Segment Open

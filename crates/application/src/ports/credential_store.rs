//! Credential store port
//!
//! Defines the interface for persisting the session token and cached profile
//! across process restarts.

use async_trait::async_trait;
use parking_lot::Mutex;
use serde::{Deserialize, Serialize};

use artdesk_domain::{Token, UserProfile};

/// Errors that can occur during credential persistence.
#[derive(Debug, thiserror::Error)]
pub enum CredentialStoreError {
    /// I/O error.
    #[error("I/O error: {0}")]
    Io(#[from] std::io::Error),

    /// Serialization/deserialization error.
    #[error("Serialization error: {0}")]
    Serialization(String),

    /// No location is available for the store.
    #[error("No storage location available")]
    NoLocation,
}

/// What the credential store holds.
///
/// The profile is optional: a token persisted without a profile is restored
/// by fetching the profile from the backend.
#[derive(Debug, Clone, PartialEq, Eq, Serialize, Deserialize)]
pub struct StoredCredentials {
    /// Bearer credential.
    pub token: Token,
    /// Cached user profile.
    #[serde(default)]
    pub user: Option<UserProfile>,
}

/// Durable storage for `{token, user}`.
///
/// `save` and `clear` act on both entries together; no caller can observe a
/// state where only one of them changed.
#[async_trait]
pub trait CredentialStore: Send + Sync {
    /// Persists the token and the profile.
    ///
    /// # Errors
    /// Returns an error if the entries cannot be written.
    async fn save(&self, token: &Token, user: &UserProfile) -> Result<(), CredentialStoreError>;

    /// Loads the persisted entries, or `None` if there are none.
    ///
    /// # Errors
    /// Returns an error if the entries exist but cannot be read.
    async fn load(&self) -> Result<Option<StoredCredentials>, CredentialStoreError>;

    /// Removes both entries.
    ///
    /// # Errors
    /// Returns an error if the entries cannot be removed.
    async fn clear(&self) -> Result<(), CredentialStoreError>;
}

/// Process-local credential store.
#[derive(Debug, Default)]
pub struct InMemoryCredentialStore {
    entry: Mutex<Option<StoredCredentials>>,
}

impl InMemoryCredentialStore {
    /// Creates an empty store.
    #[must_use]
    pub fn new() -> Self {
        Self::default()
    }

    /// Creates a store pre-seeded with entries, as if left by a previous run.
    #[must_use]
    pub fn with_entry(token: Token, user: Option<UserProfile>) -> Self {
        Self {
            entry: Mutex::new(Some(StoredCredentials { token, user })),
        }
    }

    /// Synchronous view of the current entries.
    #[must_use]
    pub fn snapshot(&self) -> Option<StoredCredentials> {
        self.entry.lock().clone()
    }
}

#[async_trait]
impl CredentialStore for InMemoryCredentialStore {
    async fn save(&self, token: &Token, user: &UserProfile) -> Result<(), CredentialStoreError> {
        *self.entry.lock() = Some(StoredCredentials {
            token: token.clone(),
            user: Some(user.clone()),
        });
        Ok(())
    }

    async fn load(&self) -> Result<Option<StoredCredentials>, CredentialStoreError> {
        Ok(self.entry.lock().clone())
    }

    async fn clear(&self) -> Result<(), CredentialStoreError> {
        self.entry.lock().take();
        Ok(())
    }
}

Segment Closed

Return every line from the material that contains the word "InMemoryCredentialStore".

PROBLEM SOLUTION:
pub struct InMemoryCredentialStore {
impl InMemoryCredentialStore {
impl CredentialStore for InMemoryCredentialStore {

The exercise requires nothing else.